BEGIN

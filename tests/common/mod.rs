//! Scripted browser fake and page fixtures shared by the workflow tests.
//!
//! A fake page is a queue of page states. Navigations (`goto`,
//! `wait_for_navigation`) advance to the next state; `html()` consumes
//! snapshots within the current state, repeating the last one, which lets
//! a test model a my-submissions page that changes while being polled.
//! Every interaction is recorded for assertions.

#![allow(dead_code)]

use std::collections::VecDeque;
use std::sync::atomic::{AtomicBool, AtomicUsize, Ordering};
use std::sync::{Arc, Mutex};
use std::time::Duration;

use async_trait::async_trait;
use scraper::Html;
use url::Url;

use cfdriver::browser::{BrowserHandle, BrowserSession, Launch, PageHandle};
use cfdriver::scrape::Fragment;
use cfdriver::store::SessionNotifier;
use cfdriver::{Config, Error, PollPolicy, Result};

/// Engine config tuned for tests: millisecond polling, original attempt
/// budget.
pub fn test_config() -> Config {
    let mut conf = Config::default();
    conf.set_poll(PollPolicy::new(Duration::from_millis(1), 60));
    conf
}

#[derive(Debug, Clone, PartialEq, Eq)]
pub enum Event {
    Goto(String),
    WaitFor(&'static str),
    Html,
    Click(&'static str),
    Type {
        fragment: &'static str,
        text: String,
    },
    Select {
        fragment: &'static str,
        value: String,
    },
    AwaitNavigation,
}

type PageState = VecDeque<String>;

pub struct FakePage {
    states: Mutex<VecDeque<PageState>>,
    events: Mutex<Vec<Event>>,
    started: AtomicBool,
    html_calls: AtomicUsize,
    closed: AtomicBool,
}

impl FakePage {
    /// One snapshot per state; every navigation advances one state.
    pub fn new(states: Vec<String>) -> Arc<Self> {
        Self::with_states(states.into_iter().map(|html| vec![html]).collect())
    }

    /// Full control: each state is the list of snapshots `html()` returns
    /// in order, repeating the last.
    pub fn with_states(states: Vec<Vec<String>>) -> Arc<Self> {
        Arc::new(Self {
            states: Mutex::new(states.into_iter().map(VecDeque::from).collect()),
            events: Mutex::new(Vec::new()),
            started: AtomicBool::new(false),
            html_calls: AtomicUsize::new(0),
            closed: AtomicBool::new(false),
        })
    }

    fn record(&self, event: Event) {
        self.events.lock().unwrap().push(event);
    }

    fn advance_state(&self) {
        let mut states = self.states.lock().unwrap();
        if states.len() > 1 {
            states.pop_front();
        }
    }

    fn current_snapshot(&self) -> String {
        let states = self.states.lock().unwrap();
        states
            .front()
            .and_then(|state| state.front())
            .cloned()
            .unwrap_or_default()
    }

    pub fn events(&self) -> Vec<Event> {
        self.events.lock().unwrap().clone()
    }

    pub fn gotos(&self) -> Vec<String> {
        self.events()
            .into_iter()
            .filter_map(|event| match event {
                Event::Goto(url) => Some(url),
                _ => None,
            })
            .collect()
    }

    pub fn clicks(&self) -> Vec<&'static str> {
        self.events()
            .into_iter()
            .filter_map(|event| match event {
                Event::Click(fragment) => Some(fragment),
                _ => None,
            })
            .collect()
    }

    pub fn typed(&self) -> Vec<(&'static str, String)> {
        self.events()
            .into_iter()
            .filter_map(|event| match event {
                Event::Type { fragment, text } => Some((fragment, text)),
                _ => None,
            })
            .collect()
    }

    pub fn selected(&self) -> Vec<(&'static str, String)> {
        self.events()
            .into_iter()
            .filter_map(|event| match event {
                Event::Select { fragment, value } => Some((fragment, value)),
                _ => None,
            })
            .collect()
    }

    pub fn waited_for(&self) -> Vec<&'static str> {
        self.events()
            .into_iter()
            .filter_map(|event| match event {
                Event::WaitFor(fragment) => Some(fragment),
                _ => None,
            })
            .collect()
    }

    pub fn html_calls(&self) -> usize {
        self.html_calls.load(Ordering::SeqCst)
    }

    pub fn is_closed(&self) -> bool {
        self.closed.load(Ordering::SeqCst)
    }

    /// Index of the first matching event; panics if absent.
    pub fn position_of(&self, wanted: &Event) -> usize {
        self.events()
            .iter()
            .position(|event| event == wanted)
            .unwrap_or_else(|| panic!("event {:?} was not recorded", wanted))
    }
}
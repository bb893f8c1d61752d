//! Problem statement reads.

use tracing::debug;

use crate::browser::BrowserSession;
use crate::config::Config;
use crate::model::{ContestId, ProblemDetail, ProblemIndex};
use crate::page::problem;
use crate::{Error, Result};

pub struct ProblemDetailFetcher<'a> {
    session: &'a BrowserSession,
    conf: &'a Config,
}

impl<'a> ProblemDetailFetcher<'a> {
    pub fn new(session: &'a BrowserSession, conf: &'a Config) -> Self {
        Self { session, conf }
    }

    /// Fetches the statement fragments of one problem.
    pub async fn fetch(
        &self,
        contest_id: ContestId,
        index: &ProblemIndex,
    ) -> Result<ProblemDetail> {
        if contest_id.as_u64() == 0 || index.as_str().trim().is_empty() {
            return Err(Error::ParamsUndefined {
                detail: format!(
                    "contestId and problemIndex are both required\nReceived: contestId={}, problemIndex={:?}",
                    contest_id,
                    index.as_str()
                ),
            });
        }
        let timeout = self.conf.navigation_timeout();
        let detail = self
            .session
            .with_page(|page| async move {
                page.goto(&problem::url(contest_id, index)?).await?;
                // A looping wait cannot tell "not yet rendered" from "does
                // not exist"; on expiry the missing statement names the
                // problem rather than the fragment.
                page.wait_for(problem::statement_root(), timeout)
                    .await
                    .map_err(|err| match err {
                        Error::ElementNotFound { .. } => Error::ProblemStatementNotFound {
                            contest_id,
                            problem_index: index.clone(),
                        },
                        err => err,
                    })?;
                let html = page.html().await?;
                problem::ProblemPage::parse(&html).extract_detail(contest_id, index)
            })
            .await
            .map_err(|err| err.into_request_detail(contest_id, index.clone()))?;
        debug!(contest = %contest_id, problem = %index, "fetched problem detail");
        Ok(detail)
    }
}
//! Contest listing page (`/contests`): the upcoming and finished tables.

use scraper::{ElementRef, Html};
use url::Url;

use crate::macros::fragment;
use crate::model::{ContestId, ContestSummary, HistoricalContest};
use crate::page::page_url;
use crate::scrape::{ElementRefExt as _, Fragment, Scrape};
use crate::{Error, Result};

pub fn url() -> Result<Url> {
    page_url("/contests")
}

/// Body of the upcoming-contests table; used as the page-ready marker.
pub fn upcoming_table() -> &'static Fragment {
    fragment!(
        "upcoming contests table",
        "div.contestList > div.datatable > div > table > tbody"
    )
}

/// Body of the finished-contests table.
pub fn history_table() -> &'static Fragment {
    fragment!(
        "contest history table",
        "div.contestList > div.contests-table > div.datatable > div > table > tbody"
    )
}

fn table_rows() -> &'static Fragment {
    fragment!("contest table rows", "tr")
}

/// Only history rows carry the contest id attribute; header and filler
/// rows do not.
fn history_rows() -> &'static Fragment {
    fragment!("contest history rows", "tr[data-contestid]")
}

fn row_cells() -> &'static Fragment {
    fragment!("contest row cells", "td")
}

pub struct ContestsPage {
    content: Html,
}

impl ContestsPage {
    pub fn parse(html: &str) -> Self {
        Self {
            content: Html::parse_document(html),
        }
    }

    /// Upcoming contests. The first row is the column header; a table with
    /// only that row is a valid empty listing.
    pub fn extract_upcoming(&self) -> Result<Vec<ContestSummary>> {
        self.require(upcoming_table())?
            .select(table_rows().selector())
            .skip(1)
            .map(|row| ContestRowElem(row).extract_summary())
            .collect()
    }

    /// Finished contests with their numeric ids.
    pub fn extract_history(&self) -> Result<Vec<HistoricalContest>> {
        self.require(history_table())?
            .select(history_rows().selector())
            .map(|row| HistoryRowElem(row).extract_contest())
            .collect()
    }
}

impl Scrape for ContestsPage {
    fn elem(&self) -> ElementRef {
        self.content.root_element()
    }
}

struct ContestRowElem<'a>(ElementRef<'a>);

impl ContestRowElem<'_> {
    fn extract_summary(&self) -> Result<ContestSummary> {
        let mut cells = self.0.select(row_cells().selector());
        let mut next_text = |what: &'static str| -> Result<String> {
            cells
                .next()
                .map(|td| td.inner_text().trim().to_owned())
                .ok_or(Error::ElementNotFound { element: what })
        };
        let name = next_text("contest name cell")?;
        let organizer = next_text("contest organizer cell")?;
        let start_time = next_text("contest start time cell")?;
        let duration = next_text("contest duration cell")?;
        Ok(ContestSummary::new(name, organizer, start_time, duration))
    }
}

struct HistoryRowElem<'a>(ElementRef<'a>);

impl HistoryRowElem<'_> {
    fn extract_contest(&self) -> Result<HistoricalContest> {
        let id_attr = self.0.value().attr("data-contestid").unwrap_or_default();
        let contest_id: u64 = id_attr.trim().parse().map_err(|_| Error::ScrapeFailed {
            what: "contest id attribute",
            detail: format!("not a number: {:?}", id_attr),
        })?;
        if contest_id == 0 {
            return Err(Error::ScrapeFailed {
                what: "contest id attribute",
                detail: "contest id must be positive".to_owned(),
            });
        }

        let mut cells = self.0.select(row_cells().selector());
        // The name cell nests author links; only its direct text is the
        // contest name.
        let name = cells
            .next()
            .map(|td| td.direct_text().trim().to_owned())
            .ok_or(Error::ElementNotFound {
                element: "contest name cell",
            })?;
        let mut next_text = |what: &'static str| -> Result<String> {
            cells
                .next()
                .map(|td| td.inner_text().trim().to_owned())
                .ok_or(Error::ElementNotFound { element: what })
        };
        let organizer = next_text("contest organizer cell")?;
        let start_time = next_text("contest start time cell")?;
        let duration = next_text("contest duration cell")?;
        Ok(HistoricalContest::new(
            ContestId::from(contest_id),
            name,
            organizer,
            start_time,
            duration,
        ))
    }
}
//! The header block present on every page, used to read the login state.

use scraper::{ElementRef, Html};

use crate::macros::fragment;
use crate::scrape::{ElementRefExt as _, Fragment, Scrape};
use crate::Result;

/// Header block showing either the Enter/Register pair or the handle.
pub fn login_status() -> &'static Fragment {
    fragment!("login status header", "div.lang-chooser > div:nth-child(2)")
}

/// Logout control inside the header, present only when authenticated.
pub fn logout_link() -> &'static Fragment {
    fragment!("logout link", r#"div.lang-chooser a[href$="/logout"]"#)
}

fn header_links() -> &'static Fragment {
    fragment!("login status links", "a")
}

/// Login-state reads shared by every page.
pub trait HasHeader: Scrape {
    /// The authenticated handle, or `None` for an anonymous session.
    ///
    /// Anonymous sessions render the Enter/Register link pair where an
    /// authenticated session renders the handle as the first link. A
    /// missing header block is markup drift, not anonymity.
    fn current_handle(&self) -> Result<Option<String>> {
        let header = self.require(login_status())?;
        let texts: Vec<String> = header
            .select(header_links().selector())
            .map(|link| link.inner_text().trim().to_owned())
            .collect();
        let is_anonymous = texts.first().map(String::as_str) == Some("Enter")
            || texts.get(1).map(String::as_str) == Some("Register");
        if is_anonymous {
            return Ok(None);
        }
        Ok(texts.into_iter().next())
    }

    fn is_logged_in(&self) -> Result<bool> {
        Ok(self.current_handle()?.is_some())
    }

    fn is_logged_in_as(&self, handle: &str) -> Result<bool> {
        Ok(self.current_handle()?.as_deref() == Some(handle))
    }
}

/// Any snapshot, viewed only for its header.
pub struct HeaderView {
    content: Html,
}

impl HeaderView {
    pub fn parse(html: &str) -> Self {
        Self {
            content: Html::parse_document(html),
        }
    }
}

impl Scrape for HeaderView {
    fn elem(&self) -> ElementRef {
        self.content.root_element()
    }
}

impl HasHeader for HeaderView {}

END

**What is being asked**
Beginning with the line holding "conf.set_poll(PollPolicy::new(Duration::from_millis(1), 60));" and ending with the line holding "Full control: each", write out the stretch of material above exactly; add no further lines.

**Exercise solution**
    conf.set_poll(PollPolicy::new(Duration::from_millis(1), 60));
    conf
}

#[derive(Debug, Clone, PartialEq, Eq)]
pub enum Event {
    Goto(String),
    WaitFor(&'static str),
    Html,
    Click(&'static str),
    Type {
        fragment: &'static str,
        text: String,
    },
    Select {
        fragment: &'static str,
        value: String,
    },
    AwaitNavigation,
}

type PageState = VecDeque<String>;

pub struct FakePage {
    states: Mutex<VecDeque<PageState>>,
    events: Mutex<Vec<Event>>,
    started: AtomicBool,
    html_calls: AtomicUsize,
    closed: AtomicBool,
}

impl FakePage {
    /// One snapshot per state; every navigation advances one state.
    pub fn new(states: Vec<String>) -> Arc<Self> {
        Self::with_states(states.into_iter().map(|html| vec![html]).collect())
    }

    /// Full control: each state is the list of snapshots `html()` returns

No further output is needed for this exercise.